La saison des champignons 2023
Adishatz,
À vivre des saisons haletantes et pleines depuis l'aube de ce siècle, sans connaître les déconvenues des années SANS, on commençait à s'habituer à l'idée que la chose n'adviendrait plus jamais, surtout pas dans la foulée d'un exercice 2022 qui avait pulvérisé tous les records, du moins pour ce qui est des cèpes, et donné pleine satisfaction concernant la plupart des autres espèces populaires. De ce fait c'est en toute confiance qu'au début de l'année j'ai acheté un nouveau carnet afin de remplacer au pied levé celui sur lequel je consigne toutes mes infos de cueillette saison après saison car je considérais que les pages qu'il restait à noircir sur ce dernier ne suffiraient pas à tout contenir...
Les morilles en détresse absolue...
Et pourtant... Malgré un hiver correct, janvier et février caractérisés par de nombreuses gelées parfois sévères et quelques périodes de froid modéré, les morilles ont donné un premier coup de semonce. Apparues plus tardivement que les années précédentes, dans les tout derniers jours de mars, elles furent bien plus rares qu'à l'accoutumée à basse altitude, mon décompte s'arrêtant à 11 spécimens dans ma morillère d'observation le 20 avril tandis qu'elles étaient quasiment introuvables au bord des gaves. En altitude la saison des morilles coniques connut un démarrage plus prometteur en deuxième quinzaine d'avril mais un début de mois de mai plus chaud a rapidement eu raison de ces bonnes résolutions.
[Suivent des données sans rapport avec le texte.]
use std::convert::Infallible;
use std::ffi::{self, CString};
use std::io::{self, Write};
use std::iter;

use log::debug;
use nix::errno::Errno;
use nix::unistd::{self, ForkResult};

use crate::builtin;
use crate::error::{self, Result, ShellError};
use crate::global;
use crate::redirect::ProcessContext;
use crate::signal;
use crate::types::{Command, Status};
use crate::wait;

fn build_argv(ctx: &ProcessContext) -> Result<Vec<CString>> {
	let argv: std::result::Result<Vec<CString>, ffi::NulError> = iter::once(&ctx.command)
		.chain(ctx.arguments.iter())
		.map(|s| CString::new(s.as_str()))
		.collect();
	Ok(argv?)
}

fn do_exec_command(ctx: &mut ProcessContext, argv: &[CString]) -> Result<Infallible> {
	signal::restore_default_interrupt()?;
	ctx.apply()?;
	unistd::execvp(&argv[0], argv).map_err(|e| match e {
		Errno::ENOENT => ShellError::NotFound(ctx.command.clone()),
		e => ShellError::Exec { command: ctx.command.clone(), source: e },
	})
}

/// Runs in the forked child and never returns.
fn exec_command(ctx: &mut ProcessContext, argv: &[CString]) -> ! {
	let e = match do_exec_command(ctx, argv) {
		Ok(never) => match never {},
		Err(e) => e,
	};
	error::report(&e);
	let status = e.status().unwrap_or(Status::FAILURE);
	if let Err(e) = ctx.restore() {
		error::report(&e);
	}
	unsafe { libc::_exit(status.code()) }
}

fn spawn_command(mut ctx: ProcessContext) -> Result<Status> {
	let argv = build_argv(&ctx)?;
	let _ = io::stdout().flush();
	let _ = io::stderr().flush();
	match unsafe { unistd::fork() }.map_err(ShellError::Fork)? {
		ForkResult::Child => exec_command(&mut ctx, &argv),
		ForkResult::Parent { child } => {
			debug!("forked pid {} for {:?}", child, argv);
			// The child holds its own copies of the redirection targets.
			drop(ctx);
			wait::wait_child(child)
		},
	}
}

fn run_builtin(state: &mut global::State, func: builtin::Builtin, mut ctx: ProcessContext) -> Result<Status> {
	ctx.apply()?;
	let status = match func(state, &ctx.arguments) {
		Ok(s) => s,
		Err(e) => {
			error::report(&e);
			e.status().unwrap_or(Status::FAILURE)
		},
	};
	ctx.restore()?;
	Ok(status)
}

/// Opens the command's redirections, then runs it as a builtin in this
/// process or as a forked child, and returns its status.
pub fn eval(state: &mut global::State, command: Command) -> Result<Status> {
	let (mut ctx, redirects) = ProcessContext::new(command);
	ctx.open_redirects(&redirects)?;
	if ctx.command.is_empty() {
		// Only redirections: the targets have been created, nothing to run.
		return Ok(Status::SUCCESS);
	}
	if let Some(func) = builtin::match_builtin(&ctx.command) {
		return run_builtin(state, func, ctx);
	}
	spawn_command(ctx)
}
D'une manière générale, il est à craindre que les morchellacées, dont les effectifs tendent à diminuer au fil des années, n'aiment pas du tout le nouveau climat de plus en plus chaud qui se dessine en France et que les régions de plaine en voient de moins en moins la couleur au fil des prochaines saisons...
Finalement, des grands printaniers, seul le mousseron s'est fendu d'un millésime honorable, mais moins que l'an dernier, entre la fin du mois de mars et le début du mois de mai.
Les effectifs de cèpes thermophiles en chute libre...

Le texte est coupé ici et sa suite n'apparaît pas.